ED Coding and Reimbursement Alert

Identify Missing Medical Decision-Making Components

2 sample charts tell you when you need to get more information

Check out the differences between these charts to find out when you should request crucial information that could lead to certain assignment of the correct E/M code.

Scenario #1: The Bare Minimum
 
A 40-year-old man presents to the emergency room with chest pains (786.5x). The documentation shows that the physician completed the following services:

 

  •  Took a history of present illness and learns that the patient has had burning chest pain for two hours, but no nausea (787.02).
     
  •  Performed a review of systems, emphasizing the chest, abdomen and heart.
     
  •  Performed the appropriate exam.
     
  •  Ordered an electrocardiogram (93000-93010), a chest x-ray (71010-71035), and cardiac enzyme tests (82550-82554, 83615-83625, 83874 and 84484).
     
  •  Ordered medication - an antacid.
     
  •  From the test results, learned that the patient does not have a cardiac condition, just reflux esophagitis (530.11).
     
  •  Prescribed Pepcid and instructs the patient to follow up with his doctor.
     
    The lack of specificity the doctor gives you would force you to code this case as a level-two E/M service (99282), when, in fact, you could have reported a level-three service had the physician documented properly.

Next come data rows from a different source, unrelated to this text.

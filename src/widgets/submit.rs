//! Submit widget: a submit and/or cancel button pair.
//!
//! The buttons carry no value. Pressing them is routed through
//! [`Form::press_submit`](crate::form::Form::press_submit) and
//! [`Form::press_cancel`](crate::form::Form::press_cancel), which run the
//! handlers registered with the form.

use std::any::Any;

use crate::error::Result;
use crate::layout::ElementDescriptor;
use crate::widget::traits::Widget;

/// Label used when a submit button has none configured.
pub const DEFAULT_SUBMIT_LABEL: &str = "OK";
/// Label used when a cancel button has none configured.
pub const DEFAULT_CANCEL_LABEL: &str = "Cancel";

/// A submit/cancel button pair. Either button may be absent.
///
/// # Examples
///
/// ```ignore
/// let submit = Submit::new(Some("Save".into()), Some("Discard".into()));
/// ```
#[derive(Debug, Clone, Default)]
pub struct Submit {
    submit_label: Option<String>,
    cancel_label: Option<String>,
    submit_disabled: bool,
    cancel_disabled: bool,
    disabled: bool,
}

impl Submit {
    pub const TYPE_NAME: &'static str = "submit";

    /// Create with the given button labels. `None` omits that button.
    pub fn new(submit_label: Option<String>, cancel_label: Option<String>) -> Self {
        Self {
            submit_label,
            cancel_label,
            ..Self::default()
        }
    }

    /// Build from a layout descriptor (`submitLabel`, `cancelLabel`,
    /// `submitDisabled`, `cancelDisabled`). Both buttons are present.
    pub fn from_descriptor(desc: &ElementDescriptor) -> Result<Self> {
        let label = |name: &str, default: &str| {
            Some(desc.str_extra(name).unwrap_or(default).to_string())
        };
        let mut submit = Self::new(
            label("submitLabel", DEFAULT_SUBMIT_LABEL),
            label("cancelLabel", DEFAULT_CANCEL_LABEL),
        );
        submit.submit_disabled = desc.bool_extra("submitDisabled").unwrap_or(false);
        submit.cancel_disabled = desc.bool_extra("cancelDisabled").unwrap_or(false);
        Ok(submit)
    }

    pub fn submit_label(&self) -> Option<&str> {
        self.submit_label.as_deref()
    }

    pub fn cancel_label(&self) -> Option<&str> {
        self.cancel_label.as_deref()
    }

    /// Disable only the submit button.
    pub fn submit_disable(&mut self, disabled: bool) {
        self.submit_disabled = disabled;
    }

    /// Disable only the cancel button.
    pub fn cancel_disable(&mut self, disabled: bool) {
        self.cancel_disabled = disabled;
    }

    /// Whether the submit button exists and can be pressed.
    pub fn submit_enabled(&self) -> bool {
        self.submit_label.is_some() && !self.disabled && !self.submit_disabled
    }

    /// Whether the cancel button exists and can be pressed.
    pub fn cancel_enabled(&self) -> bool {
        self.cancel_label.is_some() && !self.disabled && !self.cancel_disabled
    }
}

impl Widget for Submit {
    fn widget_type(&self) -> &str {
        Self::TYPE_NAME
    }

    fn set_disabled(&mut self, disabled: bool) {
        self.disabled = disabled;
    }

    fn can_focus(&self) -> bool {
        self.submit_enabled() || self.cancel_enabled()
    }

    fn as_any(&self) -> &dyn Any {
        self
    }

    fn as_any_mut(&mut self) -> &mut dyn Any {
        self
    }
}

#[cfg(test)]
mod tests {
    use super::*;
    use serde_json::json;

    #[test]
    fn default_labels() {
        let desc = ElementDescriptor::from_value(&json!({"type": "submit"})).unwrap();
        let submit = Submit::from_descriptor(&desc).unwrap();
        assert_eq!(submit.submit_label(), Some("OK"));
        assert_eq!(submit.cancel_label(), Some("Cancel"));
        assert_eq!(submit.value(), None);
    }

    #[test]
    fn disabled_flags_combine() {
        let mut submit = Submit::new(Some("Save".into()), None);
        assert!(submit.submit_enabled());
        assert!(!submit.cancel_enabled());
        submit.submit_disable(true);
        assert!(!submit.submit_enabled());
        assert!(!submit.can_focus());
        submit.submit_disable(false);
        submit.set_disabled(true);
        assert!(!submit.submit_enabled());
    }
}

    Scenario #2: The Whole Shebang
     
    The same 40-year-old man presents with chest pains. With complete documentation, you know that the doctor did the following:

     

  •  Took a complete history of present illness, learning that the patient has had burning chest pain for two hours, but no nausea or sweating (780.8), and that the pain gets worse when the patient lies down but not when he exercises. The patient also took aspirin and felt no relief.
     
  •  Took a past medical, family and social history, learning that the family has no history of cardiac illness but does have gastric ulcers (531.x), and that the patient is a married nonsmoker who has no history of serious illness.
     
  •  Performed a review of systems, including eyes, ears, nose, throat, cardiac, gastrointestinal, respiratory, psychiatric, and skin, noting in the gastrointestinal review that the patient feels no nausea and was not belching (787.3). He also records that all other systems are negative.
     
  •  Performed the appropriate exam of at least eight of the organ systems.
     
  •  Considered that the problem could be reflux esophagitis, a coronary syndrome, musculoskeletal chest pain (786.59), or possibly an anxiety reaction.
     
  •  Ordered an EKG, a chest x-ray, and some cardiac enzyme tests and recorded the results (normal) in case the payer doesn't get the test reports.
     
  •  Attempted treatment with an antacid, which gave the patient relief.
     
  •  Gave patient aspirin in case of a cardiac condition.
     
  •  Re-examined the patient and determines that the pain has not returned.
     
  •  Spoke with a consultant to arrange follow-up with another GI test or an exercise stress test (93015-93018).
     
  •  Discussed everything with the patient, telling him that the pain was most likely reflux esophagitis, but that he couldn't entirely rule out a cardiac condition. Instructed him to follow up with the consultant for his tests.
     
    In this case, you'd be justified in assigning a level-five E/M code (99285) because you have documentation to support the complexity of the doctor's decisions.
     
    The information left out of the record could justify an increase in both the physician and facility service level, but it's often hard to resurrect that data after the fact.
     
    The best thing you can do in this instance is offer feedback individually, so when you find patterns of under-documenting for certain kinds of cases, don't be afraid to tell the physician what you need to see. For example, if a physician repeatedly underdocuments when he performs EKGs, let him know that despite your knowledge that a cardiac problem means he spent a lot of time on the patient, he didn't write that down.
     
    A pattern of underdocumenting can cost your practice loads of reimbursement - for example, if you report a level-two (99282) when the actual work warrants a level-four (99284), you lose about $75 each time.